The following facts material to the resolution of Nationwide’s motion for summary judgment are derived from the parties’ stipulated facts and from the record as a whole.
Nationwide, an Ohio corporation that sells insurance policies in the Commonwealth of Virginia, issued a Golden Blanket Homeowners Policy (the “Policy”) to defendants Terry and Sharon Overstreet covering occurrences at their residence from 1992 to 1994. Defendants Jonathan and Joel Overstreet, the sons of Terry and Sharon Overstreet, were minors living with their parents at this residence during the relevant coverage period. Accordingly, the Policy covered not only Terry and Sharon as named insureds, but also their minor sons. See Policy at 2, ¶ 3. The Policy provided coverage for any “occurrence,” defined as bodily injury or property damage caused by an accident, id. at 3, ¶ 9, but excluded coverage for injuries that were “expected or intended by the insured.” Id. at 13, ¶ 1(a). Also important to the resolution of this dispute is the provision in the Policy requiring the insureds to notify Nationwide “as soon as practicable” of an “accident or occurrence.” Id. at 15, ¶ 3(a). 1
Sometime between 1992 and 1994, the Overstreets invited Sharon Overstreet’s sister, Marie, and her family to live in the Overstreet home. According to Sharon, Marie’s youngest daughter — Jane Doe— had been molested and raped by a babysitter, and the family wished to move away from the home where that had occurred. Accordingly, Marie asked the Overstreets to allow her family to live with them, and the Overstreets agreed. At this time, Marie told Sharon and Terry that Jane Doe might exhibit some behavioral problems while staying with the Overstreets, including (i) trying to enter a bathroom when the Overstreet sons were using it; (ii) wearing a dress without underwear and attempting to sit on boys’ laps; and (iii) running around without clothing. Sharon contends that Jane Doe did exhibit such behavior and that her sons “begged” Sharon to ask Marie’s family to leave, but that she did not do so.

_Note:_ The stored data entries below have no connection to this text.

//! Error types for a3s-browser-agent

use thiserror::Error;

/// Errors that can occur in the agent runtime
#[derive(Debug, Error)]
pub enum AgentError {
    /// A cooperative cancellation check fired
    ///
    /// `user_initiated` separates a pause requested from the UI from an
    /// internal cleanup cancel (e.g. a newer run preempting this one).
    #[error("Task cancelled{}", cancel_suffix(.user_initiated))]
    Cancelled { user_initiated: bool },

    /// Missing or invalid configuration (model credentials, runtime limits)
    #[error("Configuration error: {0}")]
    Config(String),

    /// Operation conflicts with current state
    #[error("Conflict: {0}")]
    Conflict(String),

    /// Entity not found
    #[error("Not found: {0}")]
    NotFound(String),

    /// Entity already exists
    #[error("Already exists: {0}")]
    AlreadyExists(String),

    /// Live execution count is at the configured ceiling
    #[error("Maximum concurrent executions ({limit}) reached")]
    CapacityExceeded { limit: usize },

    /// Execution was disposed and can no longer run
    #[error("Execution '{0}' has been disposed")]
    Disposed(String),

    /// Model call failure
    #[error("LLM error: {0}")]
    Llm(String),

    /// Browser-context failure, such as a tab that can no longer be locked
    #[error("Browser error: {0}")]
    Browser(String),

    /// Validation never confirmed the task as complete
    #[error("Task incomplete after {attempts} attempts")]
    Incomplete { attempts: usize },

    /// Serialization/deserialization failure
    #[error("Serialization error: {0}")]
    Serialization(#[from] serde_json::Error),
}

impl AgentError {
    /// Whether this error is a cancellation of any kind
    pub fn is_cancellation(&self) -> bool {
        matches!(self, AgentError::Cancelled { .. })
    }

    /// Whether this error is a cancellation requested by the user
    pub fn is_user_cancellation(&self) -> bool {
        matches!(
            self,
            AgentError::Cancelled {
                user_initiated: true
            }
        )
    }
}

fn cancel_suffix(user_initiated: &bool) -> &'static str {
    if *user_initiated {
        " by user"
    } else {
        ""
    }
}

/// Result type alias for runtime operations
pub type Result<T> = std::result::Result<T, AgentError>;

Years after Marie’s family moved out of the Overstreet home, on December 31, 2002, Marie informed Sharon that Jane Doe told Marie that Jonathan had abused Jane Doe when they lived at the Over-street home. 2 At that time, Marie threatened to file suit against Jonathan, but Jonathan and Jane Doe reached a “successful agreement” by which Jonathan agreed to pay counseling fees for Jane Doe. Never *642 theless, relationships between Jonathan and Jane Doe’s family continued to sour, and in January 2007, Jane Doe’s father sent a letter indicating that Jane Doe’s family intended to sue Jonathan. In anticipation of such a suit, the Overstreets obtained a lawyer on Jonathan’s behalf. At Jane Doe’s lawyer’s request, Jonathan’s lawyer signed a waiver to extend the statute of limitations applicable to Jane Doe’s claims against Jonathan. Jonathan’s lawyer then received a second waiver request — this time, Jane Doe’s lawyers asked Terry, Sharon, and the church and school operated by them to waive the limitations period.
Apparently on notice by this waiver request that Jane Doe intended to sue her and Terry personally, Sharon emailed her insurance agent with the aforementioned facts on August 8, 2007, more than four and a half years after the Overstreets first learned of Jane Doe’s accusations against Jonathan. On August 23, 2007, two weeks after defendants provided this notice, Jane Doe filed her complaint against defendants. From this complaint, defendants learned, for the first time, that Jane Doe was also accusing Terry, Sharon, and Joel Overstreet of personal liability related to the alleged molestation.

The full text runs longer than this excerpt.